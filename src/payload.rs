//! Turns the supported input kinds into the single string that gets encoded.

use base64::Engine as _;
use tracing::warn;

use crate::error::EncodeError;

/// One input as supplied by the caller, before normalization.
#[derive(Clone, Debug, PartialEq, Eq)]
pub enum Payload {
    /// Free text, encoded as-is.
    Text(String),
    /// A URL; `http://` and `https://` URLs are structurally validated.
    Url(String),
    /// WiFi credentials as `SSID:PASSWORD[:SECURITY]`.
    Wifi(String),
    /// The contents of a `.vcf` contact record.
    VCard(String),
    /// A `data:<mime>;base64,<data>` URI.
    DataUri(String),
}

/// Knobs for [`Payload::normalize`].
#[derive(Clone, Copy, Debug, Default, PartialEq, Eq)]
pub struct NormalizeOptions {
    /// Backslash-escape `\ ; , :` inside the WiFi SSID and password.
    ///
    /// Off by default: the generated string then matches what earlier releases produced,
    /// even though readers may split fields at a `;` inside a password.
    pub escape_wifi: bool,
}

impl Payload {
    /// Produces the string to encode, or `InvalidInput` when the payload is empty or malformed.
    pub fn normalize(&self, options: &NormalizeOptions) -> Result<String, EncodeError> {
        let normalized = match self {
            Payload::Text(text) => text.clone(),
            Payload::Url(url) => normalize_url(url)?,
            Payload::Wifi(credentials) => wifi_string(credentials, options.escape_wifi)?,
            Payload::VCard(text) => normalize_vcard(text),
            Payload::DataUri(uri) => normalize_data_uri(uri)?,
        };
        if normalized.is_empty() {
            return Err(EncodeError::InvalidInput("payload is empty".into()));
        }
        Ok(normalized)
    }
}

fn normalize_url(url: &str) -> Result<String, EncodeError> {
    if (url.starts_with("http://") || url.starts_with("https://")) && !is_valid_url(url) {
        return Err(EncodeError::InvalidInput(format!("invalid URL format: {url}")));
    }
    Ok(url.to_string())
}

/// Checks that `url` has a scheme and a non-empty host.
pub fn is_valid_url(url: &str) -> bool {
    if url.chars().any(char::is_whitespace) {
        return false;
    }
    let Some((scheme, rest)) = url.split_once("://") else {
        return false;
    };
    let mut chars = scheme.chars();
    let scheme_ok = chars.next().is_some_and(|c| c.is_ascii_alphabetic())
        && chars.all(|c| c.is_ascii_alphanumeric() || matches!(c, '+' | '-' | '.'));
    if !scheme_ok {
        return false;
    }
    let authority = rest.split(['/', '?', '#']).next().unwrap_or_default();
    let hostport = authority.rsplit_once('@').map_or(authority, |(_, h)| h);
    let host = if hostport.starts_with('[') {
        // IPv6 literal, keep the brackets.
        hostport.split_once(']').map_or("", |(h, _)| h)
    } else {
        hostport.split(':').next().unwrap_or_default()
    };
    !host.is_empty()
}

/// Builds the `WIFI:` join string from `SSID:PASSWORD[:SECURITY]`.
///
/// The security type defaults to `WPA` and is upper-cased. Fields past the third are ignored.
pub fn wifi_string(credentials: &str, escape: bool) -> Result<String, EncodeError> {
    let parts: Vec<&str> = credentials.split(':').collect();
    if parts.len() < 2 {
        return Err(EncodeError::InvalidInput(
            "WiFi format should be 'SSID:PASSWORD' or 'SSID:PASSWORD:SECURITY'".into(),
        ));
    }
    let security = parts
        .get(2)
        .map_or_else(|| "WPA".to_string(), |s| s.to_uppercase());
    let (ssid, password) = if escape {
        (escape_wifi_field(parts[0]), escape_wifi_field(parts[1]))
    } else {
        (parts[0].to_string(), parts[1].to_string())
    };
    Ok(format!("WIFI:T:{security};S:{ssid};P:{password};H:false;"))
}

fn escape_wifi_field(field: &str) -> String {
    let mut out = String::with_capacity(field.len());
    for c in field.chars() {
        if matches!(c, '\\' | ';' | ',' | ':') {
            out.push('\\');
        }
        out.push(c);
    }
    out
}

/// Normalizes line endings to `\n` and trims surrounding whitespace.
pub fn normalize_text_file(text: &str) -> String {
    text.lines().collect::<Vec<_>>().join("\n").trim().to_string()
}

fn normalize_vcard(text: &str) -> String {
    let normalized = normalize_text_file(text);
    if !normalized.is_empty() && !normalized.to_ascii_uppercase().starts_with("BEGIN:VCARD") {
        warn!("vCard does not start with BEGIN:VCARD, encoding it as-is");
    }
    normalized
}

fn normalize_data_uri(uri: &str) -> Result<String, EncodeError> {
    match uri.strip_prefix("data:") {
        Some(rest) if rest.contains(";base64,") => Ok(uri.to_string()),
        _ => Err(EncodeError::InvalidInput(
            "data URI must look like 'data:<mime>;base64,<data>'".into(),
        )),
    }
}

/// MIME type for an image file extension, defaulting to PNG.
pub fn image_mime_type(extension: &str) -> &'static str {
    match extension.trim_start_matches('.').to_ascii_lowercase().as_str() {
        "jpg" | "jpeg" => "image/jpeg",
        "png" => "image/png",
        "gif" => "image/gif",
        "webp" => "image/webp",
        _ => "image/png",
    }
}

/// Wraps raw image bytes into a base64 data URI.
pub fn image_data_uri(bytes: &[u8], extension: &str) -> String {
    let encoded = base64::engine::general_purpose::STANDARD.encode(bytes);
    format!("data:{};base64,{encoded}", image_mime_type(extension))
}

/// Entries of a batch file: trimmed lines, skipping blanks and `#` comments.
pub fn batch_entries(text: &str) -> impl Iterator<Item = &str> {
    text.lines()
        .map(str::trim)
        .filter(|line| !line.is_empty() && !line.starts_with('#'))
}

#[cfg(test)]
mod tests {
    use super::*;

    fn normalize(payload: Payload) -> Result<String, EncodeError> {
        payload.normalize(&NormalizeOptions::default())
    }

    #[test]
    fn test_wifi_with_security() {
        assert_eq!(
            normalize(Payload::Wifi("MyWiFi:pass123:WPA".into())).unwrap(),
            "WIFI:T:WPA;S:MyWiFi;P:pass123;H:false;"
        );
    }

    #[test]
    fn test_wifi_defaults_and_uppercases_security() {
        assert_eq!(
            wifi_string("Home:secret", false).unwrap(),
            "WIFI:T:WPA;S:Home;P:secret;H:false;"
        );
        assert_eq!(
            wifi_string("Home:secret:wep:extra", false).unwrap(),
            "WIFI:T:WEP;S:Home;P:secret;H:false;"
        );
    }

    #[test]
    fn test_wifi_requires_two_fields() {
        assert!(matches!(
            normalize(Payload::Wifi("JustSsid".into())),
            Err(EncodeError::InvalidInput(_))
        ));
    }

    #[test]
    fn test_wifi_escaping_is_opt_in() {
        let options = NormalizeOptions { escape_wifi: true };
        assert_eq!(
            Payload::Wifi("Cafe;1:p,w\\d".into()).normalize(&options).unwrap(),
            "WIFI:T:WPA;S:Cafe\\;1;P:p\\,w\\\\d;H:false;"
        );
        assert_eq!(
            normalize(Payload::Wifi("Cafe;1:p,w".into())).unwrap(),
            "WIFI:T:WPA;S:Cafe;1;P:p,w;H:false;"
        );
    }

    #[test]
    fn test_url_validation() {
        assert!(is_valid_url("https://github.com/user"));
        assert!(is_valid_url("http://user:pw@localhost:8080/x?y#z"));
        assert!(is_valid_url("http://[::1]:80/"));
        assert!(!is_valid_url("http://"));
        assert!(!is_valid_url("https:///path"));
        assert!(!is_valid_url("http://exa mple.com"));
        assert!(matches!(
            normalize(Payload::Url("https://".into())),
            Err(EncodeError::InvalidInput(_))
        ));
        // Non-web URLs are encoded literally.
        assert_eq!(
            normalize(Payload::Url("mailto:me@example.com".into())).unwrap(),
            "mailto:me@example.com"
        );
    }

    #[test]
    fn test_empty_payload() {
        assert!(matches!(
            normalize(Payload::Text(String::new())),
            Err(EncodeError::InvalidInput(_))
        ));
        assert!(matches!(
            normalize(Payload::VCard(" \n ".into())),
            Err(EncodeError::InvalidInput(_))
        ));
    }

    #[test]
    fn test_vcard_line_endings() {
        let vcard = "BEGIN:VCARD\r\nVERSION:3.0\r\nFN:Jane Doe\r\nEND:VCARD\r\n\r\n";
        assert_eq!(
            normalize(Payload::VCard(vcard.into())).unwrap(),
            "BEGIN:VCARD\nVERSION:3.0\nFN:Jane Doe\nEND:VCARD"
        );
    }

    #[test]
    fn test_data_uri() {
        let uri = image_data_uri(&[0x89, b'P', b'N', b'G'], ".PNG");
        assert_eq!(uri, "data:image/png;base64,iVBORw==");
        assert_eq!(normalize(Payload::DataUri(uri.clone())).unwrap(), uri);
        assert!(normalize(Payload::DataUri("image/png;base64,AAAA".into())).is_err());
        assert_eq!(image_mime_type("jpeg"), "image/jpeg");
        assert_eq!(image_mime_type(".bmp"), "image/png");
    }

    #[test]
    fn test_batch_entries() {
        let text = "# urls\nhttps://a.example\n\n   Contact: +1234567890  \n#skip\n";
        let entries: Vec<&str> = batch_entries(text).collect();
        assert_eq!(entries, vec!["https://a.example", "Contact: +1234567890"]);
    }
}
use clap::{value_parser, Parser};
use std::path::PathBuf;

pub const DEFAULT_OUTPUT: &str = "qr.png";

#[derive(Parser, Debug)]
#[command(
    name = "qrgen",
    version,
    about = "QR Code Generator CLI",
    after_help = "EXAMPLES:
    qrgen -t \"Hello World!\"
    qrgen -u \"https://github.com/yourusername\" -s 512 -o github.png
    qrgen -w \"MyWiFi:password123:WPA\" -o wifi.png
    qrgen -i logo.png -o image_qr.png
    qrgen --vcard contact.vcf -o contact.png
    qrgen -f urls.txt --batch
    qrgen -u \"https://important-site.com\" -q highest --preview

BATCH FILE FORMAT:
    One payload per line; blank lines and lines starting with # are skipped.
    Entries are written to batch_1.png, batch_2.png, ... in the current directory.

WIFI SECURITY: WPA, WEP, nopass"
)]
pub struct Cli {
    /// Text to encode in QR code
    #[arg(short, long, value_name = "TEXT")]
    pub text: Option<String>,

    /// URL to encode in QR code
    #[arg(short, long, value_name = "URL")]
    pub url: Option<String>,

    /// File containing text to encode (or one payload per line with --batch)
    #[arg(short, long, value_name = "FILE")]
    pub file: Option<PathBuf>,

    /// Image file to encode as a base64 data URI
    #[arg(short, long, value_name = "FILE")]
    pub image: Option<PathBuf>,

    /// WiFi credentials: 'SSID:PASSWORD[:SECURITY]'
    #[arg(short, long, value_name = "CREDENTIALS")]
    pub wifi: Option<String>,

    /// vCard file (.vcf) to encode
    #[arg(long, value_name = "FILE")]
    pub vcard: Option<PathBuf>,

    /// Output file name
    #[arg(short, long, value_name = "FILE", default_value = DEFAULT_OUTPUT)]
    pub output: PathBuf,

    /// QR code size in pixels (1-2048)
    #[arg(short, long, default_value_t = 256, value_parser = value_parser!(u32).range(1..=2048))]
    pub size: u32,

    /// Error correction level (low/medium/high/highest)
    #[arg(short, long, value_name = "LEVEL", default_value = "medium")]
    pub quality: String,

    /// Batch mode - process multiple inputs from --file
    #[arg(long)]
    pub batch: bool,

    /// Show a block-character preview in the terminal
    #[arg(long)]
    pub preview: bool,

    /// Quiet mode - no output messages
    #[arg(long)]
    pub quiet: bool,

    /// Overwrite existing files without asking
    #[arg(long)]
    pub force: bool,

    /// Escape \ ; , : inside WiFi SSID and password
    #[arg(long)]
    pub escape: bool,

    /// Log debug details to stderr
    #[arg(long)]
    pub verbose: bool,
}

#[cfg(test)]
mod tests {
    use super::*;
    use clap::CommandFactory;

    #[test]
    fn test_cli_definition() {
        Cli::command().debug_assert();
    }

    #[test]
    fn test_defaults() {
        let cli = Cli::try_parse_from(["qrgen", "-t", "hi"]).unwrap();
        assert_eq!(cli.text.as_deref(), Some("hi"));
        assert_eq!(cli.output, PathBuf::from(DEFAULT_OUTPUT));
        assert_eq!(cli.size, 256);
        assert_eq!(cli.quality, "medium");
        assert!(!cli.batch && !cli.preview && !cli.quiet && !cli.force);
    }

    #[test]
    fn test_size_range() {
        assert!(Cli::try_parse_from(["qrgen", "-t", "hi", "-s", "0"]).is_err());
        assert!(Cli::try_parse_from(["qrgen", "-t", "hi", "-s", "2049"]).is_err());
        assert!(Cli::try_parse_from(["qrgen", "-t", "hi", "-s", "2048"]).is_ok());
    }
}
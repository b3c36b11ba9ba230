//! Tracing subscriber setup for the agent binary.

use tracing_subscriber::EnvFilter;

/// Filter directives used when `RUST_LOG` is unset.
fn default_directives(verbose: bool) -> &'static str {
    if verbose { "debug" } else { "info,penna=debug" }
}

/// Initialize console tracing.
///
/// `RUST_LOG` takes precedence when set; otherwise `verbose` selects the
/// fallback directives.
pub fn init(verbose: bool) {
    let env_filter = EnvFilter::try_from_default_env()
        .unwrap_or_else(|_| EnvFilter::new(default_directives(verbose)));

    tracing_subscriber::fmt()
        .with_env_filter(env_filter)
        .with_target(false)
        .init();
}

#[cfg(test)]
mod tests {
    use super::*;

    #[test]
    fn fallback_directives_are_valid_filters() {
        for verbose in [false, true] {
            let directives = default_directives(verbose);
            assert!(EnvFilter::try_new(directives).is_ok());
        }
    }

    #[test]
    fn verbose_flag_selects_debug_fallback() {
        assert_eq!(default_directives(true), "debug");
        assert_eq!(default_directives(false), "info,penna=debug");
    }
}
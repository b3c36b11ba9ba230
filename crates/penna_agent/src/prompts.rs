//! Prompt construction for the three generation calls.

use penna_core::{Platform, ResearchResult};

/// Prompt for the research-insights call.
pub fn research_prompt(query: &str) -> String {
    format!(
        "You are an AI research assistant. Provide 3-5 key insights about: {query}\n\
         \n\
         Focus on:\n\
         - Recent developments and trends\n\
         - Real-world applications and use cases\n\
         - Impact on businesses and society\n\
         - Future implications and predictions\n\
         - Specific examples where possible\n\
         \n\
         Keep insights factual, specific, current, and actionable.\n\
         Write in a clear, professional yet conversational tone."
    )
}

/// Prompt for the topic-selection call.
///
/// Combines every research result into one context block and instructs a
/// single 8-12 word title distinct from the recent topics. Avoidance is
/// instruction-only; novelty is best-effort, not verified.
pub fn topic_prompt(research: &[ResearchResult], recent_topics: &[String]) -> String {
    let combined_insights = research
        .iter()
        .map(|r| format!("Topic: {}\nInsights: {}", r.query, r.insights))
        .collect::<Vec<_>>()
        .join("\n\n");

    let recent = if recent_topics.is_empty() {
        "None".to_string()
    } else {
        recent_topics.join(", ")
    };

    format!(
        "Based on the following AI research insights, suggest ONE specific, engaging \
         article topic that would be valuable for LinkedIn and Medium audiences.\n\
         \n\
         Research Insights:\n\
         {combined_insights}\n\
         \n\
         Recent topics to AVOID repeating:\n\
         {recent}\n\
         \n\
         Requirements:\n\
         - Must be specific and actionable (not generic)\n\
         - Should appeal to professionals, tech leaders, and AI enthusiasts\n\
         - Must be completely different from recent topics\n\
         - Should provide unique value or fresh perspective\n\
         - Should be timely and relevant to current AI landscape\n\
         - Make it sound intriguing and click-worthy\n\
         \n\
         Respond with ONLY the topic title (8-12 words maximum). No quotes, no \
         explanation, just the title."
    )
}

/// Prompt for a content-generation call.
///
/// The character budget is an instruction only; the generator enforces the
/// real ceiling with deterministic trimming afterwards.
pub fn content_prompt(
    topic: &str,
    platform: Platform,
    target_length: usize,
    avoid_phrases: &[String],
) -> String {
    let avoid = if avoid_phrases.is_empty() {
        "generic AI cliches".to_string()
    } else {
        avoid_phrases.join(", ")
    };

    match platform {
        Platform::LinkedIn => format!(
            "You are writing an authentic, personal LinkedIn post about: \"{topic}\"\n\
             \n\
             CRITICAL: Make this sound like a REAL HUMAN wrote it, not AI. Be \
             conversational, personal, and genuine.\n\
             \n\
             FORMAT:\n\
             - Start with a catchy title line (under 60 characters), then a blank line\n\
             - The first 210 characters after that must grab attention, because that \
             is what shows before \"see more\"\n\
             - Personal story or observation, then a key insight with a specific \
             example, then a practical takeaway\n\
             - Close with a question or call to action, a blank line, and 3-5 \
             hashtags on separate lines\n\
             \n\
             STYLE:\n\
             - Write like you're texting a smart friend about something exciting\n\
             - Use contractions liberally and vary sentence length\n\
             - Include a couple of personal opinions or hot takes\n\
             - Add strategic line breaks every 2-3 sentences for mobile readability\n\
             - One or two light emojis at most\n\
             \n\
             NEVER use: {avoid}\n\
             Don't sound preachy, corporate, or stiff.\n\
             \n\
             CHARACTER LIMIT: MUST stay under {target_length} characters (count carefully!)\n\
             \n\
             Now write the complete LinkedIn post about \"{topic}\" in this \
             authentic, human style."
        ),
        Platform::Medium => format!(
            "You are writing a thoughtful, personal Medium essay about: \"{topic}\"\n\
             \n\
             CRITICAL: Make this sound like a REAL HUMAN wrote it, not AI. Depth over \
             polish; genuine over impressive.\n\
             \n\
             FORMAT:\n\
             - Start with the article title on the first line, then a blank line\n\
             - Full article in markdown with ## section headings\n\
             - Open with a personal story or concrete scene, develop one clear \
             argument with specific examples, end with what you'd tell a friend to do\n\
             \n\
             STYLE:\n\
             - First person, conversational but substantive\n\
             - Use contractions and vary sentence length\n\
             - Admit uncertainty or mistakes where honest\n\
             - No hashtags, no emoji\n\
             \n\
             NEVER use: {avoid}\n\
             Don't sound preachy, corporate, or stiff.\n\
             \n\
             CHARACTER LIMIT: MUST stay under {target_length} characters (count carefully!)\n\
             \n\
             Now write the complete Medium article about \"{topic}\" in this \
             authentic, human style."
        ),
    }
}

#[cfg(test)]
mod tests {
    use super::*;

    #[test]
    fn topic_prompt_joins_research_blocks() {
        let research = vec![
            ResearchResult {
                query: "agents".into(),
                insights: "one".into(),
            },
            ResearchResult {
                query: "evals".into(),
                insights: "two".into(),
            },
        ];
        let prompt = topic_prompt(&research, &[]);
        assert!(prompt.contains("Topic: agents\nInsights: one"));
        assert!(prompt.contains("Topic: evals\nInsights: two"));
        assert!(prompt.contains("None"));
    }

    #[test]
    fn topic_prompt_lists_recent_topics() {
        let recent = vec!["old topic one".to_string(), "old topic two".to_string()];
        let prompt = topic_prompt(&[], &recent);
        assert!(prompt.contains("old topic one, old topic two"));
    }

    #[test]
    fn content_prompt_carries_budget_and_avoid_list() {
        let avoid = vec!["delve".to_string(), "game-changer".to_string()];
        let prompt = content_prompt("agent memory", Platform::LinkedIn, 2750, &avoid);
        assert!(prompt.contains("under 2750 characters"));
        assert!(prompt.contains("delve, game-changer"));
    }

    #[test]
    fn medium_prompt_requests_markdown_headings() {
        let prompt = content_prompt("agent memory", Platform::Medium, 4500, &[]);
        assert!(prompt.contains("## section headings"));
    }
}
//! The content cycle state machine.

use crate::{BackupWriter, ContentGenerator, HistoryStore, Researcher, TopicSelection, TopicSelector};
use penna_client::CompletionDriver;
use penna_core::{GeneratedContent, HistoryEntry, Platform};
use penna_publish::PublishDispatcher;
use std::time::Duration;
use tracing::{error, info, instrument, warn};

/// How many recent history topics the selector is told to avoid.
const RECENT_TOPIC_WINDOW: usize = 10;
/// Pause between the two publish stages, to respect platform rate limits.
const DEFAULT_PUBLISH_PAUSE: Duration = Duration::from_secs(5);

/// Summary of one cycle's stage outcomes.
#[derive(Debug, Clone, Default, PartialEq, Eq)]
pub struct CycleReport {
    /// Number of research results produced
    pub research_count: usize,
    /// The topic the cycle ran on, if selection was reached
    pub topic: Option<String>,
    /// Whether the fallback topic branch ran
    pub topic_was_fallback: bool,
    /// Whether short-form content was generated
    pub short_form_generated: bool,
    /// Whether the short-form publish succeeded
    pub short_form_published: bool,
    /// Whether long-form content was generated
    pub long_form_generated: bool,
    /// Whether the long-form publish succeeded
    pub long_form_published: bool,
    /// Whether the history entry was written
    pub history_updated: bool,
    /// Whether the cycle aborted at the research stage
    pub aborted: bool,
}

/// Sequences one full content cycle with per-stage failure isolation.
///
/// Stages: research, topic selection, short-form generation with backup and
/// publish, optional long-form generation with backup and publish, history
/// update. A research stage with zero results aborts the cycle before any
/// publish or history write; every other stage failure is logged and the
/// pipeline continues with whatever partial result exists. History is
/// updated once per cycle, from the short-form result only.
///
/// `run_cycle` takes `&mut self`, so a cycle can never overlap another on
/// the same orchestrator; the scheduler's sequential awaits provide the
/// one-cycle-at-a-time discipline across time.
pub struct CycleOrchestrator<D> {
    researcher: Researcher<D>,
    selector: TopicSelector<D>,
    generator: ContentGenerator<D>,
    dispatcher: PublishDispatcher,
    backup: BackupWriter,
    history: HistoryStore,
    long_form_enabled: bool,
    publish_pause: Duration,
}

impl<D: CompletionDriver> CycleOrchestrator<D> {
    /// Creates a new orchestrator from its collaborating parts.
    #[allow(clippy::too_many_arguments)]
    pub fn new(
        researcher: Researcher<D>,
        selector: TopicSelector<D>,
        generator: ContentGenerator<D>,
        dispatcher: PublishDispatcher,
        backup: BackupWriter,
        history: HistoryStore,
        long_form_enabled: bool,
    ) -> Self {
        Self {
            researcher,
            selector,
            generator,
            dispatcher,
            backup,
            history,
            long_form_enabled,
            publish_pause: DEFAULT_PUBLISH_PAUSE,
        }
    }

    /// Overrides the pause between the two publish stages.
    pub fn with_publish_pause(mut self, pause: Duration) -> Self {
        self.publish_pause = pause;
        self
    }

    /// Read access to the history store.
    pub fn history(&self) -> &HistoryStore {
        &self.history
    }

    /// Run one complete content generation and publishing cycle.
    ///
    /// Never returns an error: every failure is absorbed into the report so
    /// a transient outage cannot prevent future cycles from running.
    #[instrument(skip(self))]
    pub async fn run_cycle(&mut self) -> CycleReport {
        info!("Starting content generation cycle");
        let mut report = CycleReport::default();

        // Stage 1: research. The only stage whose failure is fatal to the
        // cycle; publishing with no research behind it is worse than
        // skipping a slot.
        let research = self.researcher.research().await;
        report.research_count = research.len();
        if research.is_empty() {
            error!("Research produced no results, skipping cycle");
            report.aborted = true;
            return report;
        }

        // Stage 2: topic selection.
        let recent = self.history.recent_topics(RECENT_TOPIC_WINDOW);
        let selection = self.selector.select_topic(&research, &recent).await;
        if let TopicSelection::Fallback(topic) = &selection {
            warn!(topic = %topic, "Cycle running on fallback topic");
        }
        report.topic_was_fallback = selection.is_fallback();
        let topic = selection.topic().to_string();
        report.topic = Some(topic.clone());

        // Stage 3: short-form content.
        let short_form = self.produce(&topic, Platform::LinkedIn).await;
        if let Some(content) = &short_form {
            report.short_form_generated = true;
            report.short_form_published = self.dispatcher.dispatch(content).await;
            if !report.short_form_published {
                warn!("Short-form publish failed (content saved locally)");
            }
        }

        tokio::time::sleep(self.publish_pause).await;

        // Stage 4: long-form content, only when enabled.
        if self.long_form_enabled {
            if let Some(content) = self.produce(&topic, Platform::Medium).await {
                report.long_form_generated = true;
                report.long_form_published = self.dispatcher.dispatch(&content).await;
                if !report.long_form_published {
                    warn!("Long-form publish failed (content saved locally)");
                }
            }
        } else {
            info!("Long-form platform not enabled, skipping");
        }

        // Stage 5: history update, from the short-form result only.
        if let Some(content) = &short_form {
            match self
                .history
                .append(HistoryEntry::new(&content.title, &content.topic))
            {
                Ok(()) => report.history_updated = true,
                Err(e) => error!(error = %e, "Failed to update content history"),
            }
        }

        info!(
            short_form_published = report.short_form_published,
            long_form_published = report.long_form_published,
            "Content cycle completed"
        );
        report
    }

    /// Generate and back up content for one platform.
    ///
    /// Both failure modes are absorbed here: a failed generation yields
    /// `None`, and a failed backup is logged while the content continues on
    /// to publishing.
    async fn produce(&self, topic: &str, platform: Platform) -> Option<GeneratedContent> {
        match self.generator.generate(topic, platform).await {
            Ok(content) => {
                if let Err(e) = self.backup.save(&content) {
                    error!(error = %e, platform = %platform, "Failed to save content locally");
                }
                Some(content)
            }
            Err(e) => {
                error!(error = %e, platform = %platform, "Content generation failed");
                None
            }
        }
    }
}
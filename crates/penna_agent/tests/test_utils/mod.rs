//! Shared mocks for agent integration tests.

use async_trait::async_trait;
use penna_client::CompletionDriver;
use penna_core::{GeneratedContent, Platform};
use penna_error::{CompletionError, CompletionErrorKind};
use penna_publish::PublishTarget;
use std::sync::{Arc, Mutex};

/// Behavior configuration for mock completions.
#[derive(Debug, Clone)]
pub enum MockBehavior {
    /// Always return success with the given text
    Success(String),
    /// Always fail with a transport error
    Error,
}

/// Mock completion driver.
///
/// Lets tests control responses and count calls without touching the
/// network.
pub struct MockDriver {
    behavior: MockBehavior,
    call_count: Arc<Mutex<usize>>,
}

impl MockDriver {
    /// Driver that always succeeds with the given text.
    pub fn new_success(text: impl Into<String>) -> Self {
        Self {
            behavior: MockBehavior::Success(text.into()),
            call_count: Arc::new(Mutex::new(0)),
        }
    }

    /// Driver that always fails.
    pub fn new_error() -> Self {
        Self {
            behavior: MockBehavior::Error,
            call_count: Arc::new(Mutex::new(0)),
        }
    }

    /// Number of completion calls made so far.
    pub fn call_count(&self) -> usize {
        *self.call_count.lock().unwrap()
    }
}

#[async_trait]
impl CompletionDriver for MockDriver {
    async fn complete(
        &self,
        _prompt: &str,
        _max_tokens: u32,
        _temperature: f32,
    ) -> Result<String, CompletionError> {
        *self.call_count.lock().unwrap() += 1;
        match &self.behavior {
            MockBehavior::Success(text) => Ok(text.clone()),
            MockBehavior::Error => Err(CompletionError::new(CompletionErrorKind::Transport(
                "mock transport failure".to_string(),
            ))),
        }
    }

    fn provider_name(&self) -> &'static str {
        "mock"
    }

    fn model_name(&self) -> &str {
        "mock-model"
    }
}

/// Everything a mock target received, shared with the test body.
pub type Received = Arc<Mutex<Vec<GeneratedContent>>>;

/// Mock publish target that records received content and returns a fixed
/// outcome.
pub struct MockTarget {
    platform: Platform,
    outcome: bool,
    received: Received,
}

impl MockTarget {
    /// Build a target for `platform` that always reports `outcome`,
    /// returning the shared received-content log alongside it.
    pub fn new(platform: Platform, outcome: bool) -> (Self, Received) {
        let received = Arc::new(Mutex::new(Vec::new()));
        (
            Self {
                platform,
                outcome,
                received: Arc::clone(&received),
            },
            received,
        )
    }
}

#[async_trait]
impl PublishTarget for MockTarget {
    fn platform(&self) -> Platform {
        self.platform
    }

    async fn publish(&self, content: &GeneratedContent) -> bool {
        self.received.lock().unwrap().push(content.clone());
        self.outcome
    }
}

········

> _Activity_:
Report each line above that includes the string "changer".

> _Task response_:
        let avoid = vec!["delve".to_string(), "game-changer".to_string()];
        assert!(prompt.contains("delve, game-changer"));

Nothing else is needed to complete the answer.